%%
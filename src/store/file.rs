use super::{Store, StoreData, StoreResult};
use crate::subscription::{Subscription, SubscriptionTemplate};
use async_trait::async_trait;
use std::collections::BTreeMap;
use std::io::ErrorKind;
use std::path::{Path, PathBuf};
use std::sync::Arc;
use std::time::Duration;
use tokio::sync::{watch, Mutex, RwLock};
use tokio::task::JoinHandle;
use tracing::{debug, info, warn};

/// Store backed by a single JSON document on disk.
///
/// Every mutation is written through to the file. The file is also reloaded
/// periodically so external edits are picked up.
#[derive(Debug)]
pub struct FileStore {
    path: PathBuf,
    data: RwLock<StoreData>,
    /// Serializes file writes and reloads so the document on disk always
    /// reflects the latest mutation
    fs_lock: Mutex<()>,
}

impl FileStore {
    /// Load `path` (a missing file is an empty store) and write it back immediately
    pub async fn open(path: impl Into<PathBuf>) -> StoreResult<Arc<Self>> {
        let store = Arc::new(Self {
            path: path.into(),
            data: RwLock::new(StoreData::default()),
            fs_lock: Mutex::new(()),
        });

        store.reload().await?;
        {
            let _fs = store.fs_lock.lock().await;
            let snapshot = store.data.read().await.clone();
            store.write_document(&snapshot).await?;
        }

        info!(path = %store.path.display(), "File store opened");
        Ok(store)
    }

    pub fn path(&self) -> &Path {
        &self.path
    }

    /// Replace in-memory state with the file contents
    pub async fn reload(&self) -> StoreResult<()> {
        let _fs = self.fs_lock.lock().await;

        let bytes = match tokio::fs::read(&self.path).await {
            Ok(bytes) => bytes,
            Err(err) if err.kind() == ErrorKind::NotFound => return Ok(()),
            Err(err) => return Err(err.into()),
        };

        let document: StoreData = serde_json::from_slice(&bytes)?;
        *self.data.write().await = document;
        debug!(path = %self.path.display(), "File store reloaded");
        Ok(())
    }

    /// Reload every `interval` until `shutdown` flips to true
    pub fn spawn_reload(
        self: &Arc<Self>,
        interval: Duration,
        mut shutdown: watch::Receiver<bool>,
    ) -> JoinHandle<()> {
        let store = Arc::clone(self);
        tokio::spawn(async move {
            let mut ticker = tokio::time::interval(interval);
            // The first tick completes immediately
            ticker.tick().await;

            loop {
                tokio::select! {
                    _ = shutdown.changed() => {
                        if *shutdown.borrow() {
                            debug!("Stopping file store reload task");
                            break;
                        }
                    }
                    _ = ticker.tick() => {
                        if let Err(e) = store.reload().await {
                            warn!(path = %store.path.display(), error = %e, "Failed to reload file store");
                        }
                    }
                }
            }
        })
    }

    /// Apply `mutation` to a copy, write it through to disk, then publish it.
    /// A failed write leaves the in-memory state untouched.
    async fn mutate<T>(
        &self,
        mutation: impl FnOnce(&mut StoreData) -> StoreResult<T>,
    ) -> StoreResult<T> {
        let _fs = self.fs_lock.lock().await;

        let mut next = self.data.read().await.clone();
        let result = mutation(&mut next)?;
        self.write_document(&next).await?;
        *self.data.write().await = next;
        Ok(result)
    }

    async fn write_document(&self, data: &StoreData) -> StoreResult<()> {
        let bytes = serde_json::to_vec_pretty(data)?;
        let tmp = self.path.with_extension("tmp");
        tokio::fs::write(&tmp, bytes).await?;
        tokio::fs::rename(&tmp, &self.path).await?;
        Ok(())
    }
}

#[async_trait]
impl Store for FileStore {
    async fn add_subscription(&self, subscription: Subscription) -> StoreResult<Subscription> {
        self.mutate(|data| data.add_subscription(subscription)).await
    }

    async fn get_subscription(&self, id: &str) -> StoreResult<Subscription> {
        self.data.read().await.get_subscription(id)
    }

    async fn get_subscriptions(&self) -> StoreResult<Vec<Subscription>> {
        Ok(self.data.read().await.subscriptions.values().cloned().collect())
    }

    async fn update_subscription(&self, subscription: Subscription) -> StoreResult<Subscription> {
        self.mutate(|data| data.update_subscription(subscription))
            .await
    }

    async fn delete_subscription(&self, id: &str) -> StoreResult<()> {
        self.mutate(|data| data.delete_subscription(id)).await
    }

    async fn add_subscription_template(
        &self,
        template: SubscriptionTemplate,
    ) -> StoreResult<SubscriptionTemplate> {
        self.mutate(|data| data.add_subscription_template(template))
            .await
    }

    async fn get_subscription_template(&self, id: &str) -> StoreResult<SubscriptionTemplate> {
        self.data.read().await.get_subscription_template(id)
    }

    async fn get_subscription_templates(&self) -> StoreResult<Vec<SubscriptionTemplate>> {
        Ok(self
            .data
            .read()
            .await
            .subscription_templates
            .values()
            .cloned()
            .collect())
    }

    async fn update_subscription_template(
        &self,
        template: SubscriptionTemplate,
    ) -> StoreResult<SubscriptionTemplate> {
        self.mutate(|data| data.update_subscription_template(template))
            .await
    }

    async fn delete_subscription_template(&self, id: &str) -> StoreResult<()> {
        self.mutate(|data| data.delete_subscription_template(id))
            .await
    }

    async fn set_global_parameter(&self, key: &str, value: &str) -> StoreResult<()> {
        self.mutate(|data| {
            data.set_global_parameter(key, value);
            Ok(())
        })
        .await
    }

    async fn get_global_parameters(&self) -> StoreResult<BTreeMap<String, String>> {
        Ok(self.data.read().await.global_parameters.clone())
    }

    async fn delete_global_parameter(&self, key: &str) -> StoreResult<()> {
        self.mutate(|data| {
            data.global_parameters.remove(key);
            Ok(())
        })
        .await
    }
}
%%
* What is needed
Search the data above for lines holding "info" and copy each of them.

* Answer to this problem
use tracing::{debug, info, warn};
        info!(path = %store.path.display(), "File store opened");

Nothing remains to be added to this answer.